A candle burns down at the rate of 0.5 inches per hour. The original height of the candle was 10 inches.
Part A: Write a list of 6 ordered pairs to show the height of the candle in inches (y) as a function of time in hours (x) from the first hour after it started burning. For example, the point (0, 10) would represent a height of 10 inches after 0 hours. Explain how you obtained the ordered pairs. (5 points)
Part B: Is this relation a function? Justify your answer using the list of ordered pairs you created in Part A. (2 points)
Part C: if the rate at which the candle burned was 0.4 inches per hour instead of 0.5 inches per hour, would the relation be a function? Explain your answer using input and output values. (3 points)
Part A:
To obtain the ordered pairs, we can use the formula: height (y) = original height - rate of burning (0.5 inches/hour) * time (x).

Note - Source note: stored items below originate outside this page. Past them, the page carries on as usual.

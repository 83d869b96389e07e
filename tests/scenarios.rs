//! End-to-end detection scenarios exercised through the public engine API.

use std::sync::Arc;

use chrono::{DateTime, Duration, TimeZone, Utc};
use uuid::Uuid;

use riskwatch::{
    config::DetectionConfig,
    engine::{DetectionEngine, InMemorySource},
    geo::StaticResolver,
    AlertLevel, SignalKind, TimeWindow, Transaction,
};

fn tx_at(account_id: Uuid, amount: f64, ts: DateTime<Utc>, location: Option<&str>) -> Transaction {
    Transaction {
        id: Uuid::new_v4(),
        account_id,
        amount,
        currency: "USD".to_string(),
        timestamp: ts,
        location: location.map(str::to_string),
        category: Some("payment".to_string()),
        merchant: None,
        success: true,
        fee: 1.0,
    }
}

/// Daytime history, roughly 3 transactions per day.
fn steady_history(account: Uuid, n: usize, base: f64, spread: f64) -> Vec<Transaction> {
    let start = Utc.with_ymd_and_hms(2024, 1, 1, 8, 0, 0).unwrap();
    (0..n)
        .map(|i| {
            // Hours cycle 08:00, 13:00, 18:00 to stay clear of the
            // unusual-hour band.
            let day = (i / 3) as i64;
            let slot = (i % 3) as i64;
            tx_at(
                account,
                base + (i % 6) as f64 * spread,
                start + Duration::days(day) + Duration::hours(slot * 5),
                Some("Nairobi"),
            )
        })
        .collect()
}

fn engine_for(history: Vec<Transaction>) -> DetectionEngine {
    let source = Arc::new(InMemorySource::new(history));
    let resolver = Arc::new(StaticResolver::new().with_place("Nairobi", -1.2921, 36.8219));
    DetectionEngine::new(DetectionConfig::default(), source, resolver).unwrap()
}

#[tokio::test]
async fn amount_outlier_scenario() {
    let account = Uuid::new_v4();
    // Baseline: 30 historical transactions between 100_000 and 150_000.
    let mut history = steady_history(account, 30, 100_000.0, 10_000.0);
    let last = history.last().unwrap().timestamp;
    let spike_ts = last + Duration::hours(2); // 20:00, ordinary hour
    history.push(tx_at(account, 5_000_000.0, spike_ts, Some("Nairobi")));

    let engine = engine_for(history);
    let window = TimeWindow::new(spike_ts - Duration::hours(1), spike_ts + Duration::hours(1));
    let record = engine.evaluate(account, window).await.unwrap();

    let amount_signal = record
        .signals
        .iter()
        .find(|s| s.reason == "amount_outlier")
        .expect("amount outlier must be flagged");
    assert!(amount_signal.severity >= 0.7);
    assert!(!record.suppressed);
}

#[tokio::test]
async fn velocity_burst_scenario() {
    let account = Uuid::new_v4();
    // Account averaging 3 transactions per day.
    let mut history = steady_history(account, 30, 100.0, 10.0);
    let last = history.last().unwrap().timestamp;
    // 6 transactions within an 8-minute span, evenly spaced to keep the
    // burst a pure rate anomaly.
    let burst_start = last + Duration::hours(2);
    for i in 0..6 {
        history.push(tx_at(
            account,
            90.0 + i as f64,
            burst_start + Duration::seconds(i * 96),
            Some("Nairobi"),
        ));
    }

    let engine = engine_for(history);
    let window = TimeWindow::new(burst_start, burst_start + Duration::minutes(10));
    let record = engine.evaluate(account, window).await.unwrap();
    assert!(
        record.level >= AlertLevel::Medium,
        "expected at least medium, got {} (severity {:.2})",
        record.level,
        record.aggregate_severity
    );
}

#[tokio::test]
async fn deep_night_high_amount_scenario() {
    let account = Uuid::new_v4();
    let history = steady_history(account, 30, 100.0, 10.0);
    let last = history.last().unwrap().timestamp;
    // 03:00 transaction above the 80th-percentile amount (baseline spans
    // 100..150, probe at 149).
    let night = (last + Duration::days(1)).date_naive().and_hms_opt(3, 0, 0).unwrap().and_utc();
    let mut all = history.clone();
    all.push(tx_at(account, 149.0, night, Some("Nairobi")));

    let engine = engine_for(all);
    let window = TimeWindow::new(night - Duration::hours(1), night + Duration::hours(1));
    let record = engine.evaluate(account, window).await.unwrap();

    let relevant: Vec<_> = record
        .signals
        .iter()
        .filter(|s| matches!(s.kind, SignalKind::Temporal | SignalKind::Amount))
        .collect();
    assert!(!relevant.is_empty());
    assert!(relevant.iter().all(|s| !s.reason.is_empty()));
}

#[tokio::test]
async fn duplicate_amount_scenario() {
    let account = Uuid::new_v4();
    let mut history = steady_history(account, 30, 100.0, 10.0);
    let last = history.last().unwrap().timestamp;
    let first = last + Duration::hours(2);
    history.push(tx_at(account, 200_000.0, first, Some("Nairobi")));
    history.push(tx_at(account, 200_000.0, first + Duration::minutes(10), Some("Nairobi")));

    let engine = engine_for(history);
    let window = TimeWindow::new(first - Duration::minutes(5), first + Duration::minutes(30));
    let record = engine.evaluate(account, window).await.unwrap();
    assert!(
        record.signals.iter().any(|s| s.reason == "duplicate_amount"),
        "signals: {:?}",
        record.signals.iter().map(|s| &s.reason).collect::<Vec<_>>()
    );
}

#[tokio::test]
async fn concurrent_evaluations_emit_exactly_once() {
    let account = Uuid::new_v4();
    let mut history = steady_history(account, 30, 100_000.0, 10_000.0);
    let last = history.last().unwrap().timestamp;
    let spike_ts = last + Duration::hours(2);
    history.push(tx_at(account, 5_000_000.0, spike_ts, Some("Nairobi")));

    let engine = Arc::new(engine_for(history));
    let window = TimeWindow::new(spike_ts - Duration::hours(1), spike_ts + Duration::hours(1));

    let mut handles = Vec::new();
    for _ in 0..4 {
        let engine = Arc::clone(&engine);
        handles.push(tokio::spawn(async move {
            engine.evaluate(account, window).await.unwrap()
        }));
    }

    let mut emitted = 0;
    for handle in handles {
        let record = handle.await.unwrap();
        assert!(record.aggregate_severity >= 0.4);
        if !record.suppressed {
            emitted += 1;
        }
    }
    assert_eq!(emitted, 1, "exactly one concurrent evaluation may emit");
}

#[tokio::test]
async fn batch_sweep_flags_only_suspicious_accounts() {
    let quiet = Uuid::new_v4();
    let noisy = Uuid::new_v4();
    let mut history = steady_history(quiet, 24, 100.0, 10.0);

    // Noisy account: steady history plus a retrospective burst day with
    // duplicated round amounts.
    let mut noisy_txs = steady_history(noisy, 24, 100.0, 10.0);
    let burst_day = noisy_txs.last().unwrap().timestamp + Duration::days(2);
    for i in 0..10 {
        noisy_txs.push(tx_at(
            noisy,
            500.0,
            burst_day + Duration::minutes(i * 20),
            Some("Nairobi"),
        ));
    }
    history.extend(noisy_txs);

    let engine = engine_for(Vec::new());
    let records = engine.evaluate_batch(&history).await;
    assert_eq!(records.len(), 2);

    let noisy_record = records.iter().find(|r| r.account_id == noisy).unwrap();
    let quiet_record = records.iter().find(|r| r.account_id == quiet).unwrap();
    assert!(noisy_record.aggregate_severity > quiet_record.aggregate_severity);
    assert!(noisy_record.signals.iter().any(|s| s.reason == "daily_burst"));
}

The first hour after it started burning is represented by x = 1, so we can substitute it into the formula:
y = 10 - (0.5 * 1) = 9.5
So, the first ordered pair is (1, 9.5).
Similarly, we can calculate the rest of the ordered pairs:
(2, 9) - after 2 hours
(3, 8.5) - after 3 hours
(4, 8) - after 4 hours
(5, 7.5) - after 5 hours
(6, 7) - after 6 hours
Part B:
Yes, this relation is a function. A function is a relation between two sets where each input is associated with exactly one output. In this case, the ordered pairs in Part A shows that for every hour (input), there is only one corresponding height (output).
Part C:
If the rate at which the candle burned was 0.4 inches per hour instead of 0.5 inches per hour, the relation would still be a function. The reason is that the relation being a function is determined by each input having exactly one output, not by the specific values of the inputs or outputs. Therefore, even if the rate changes, as long as each hour (input) only corresponds to one height (output), the relation will still be a function.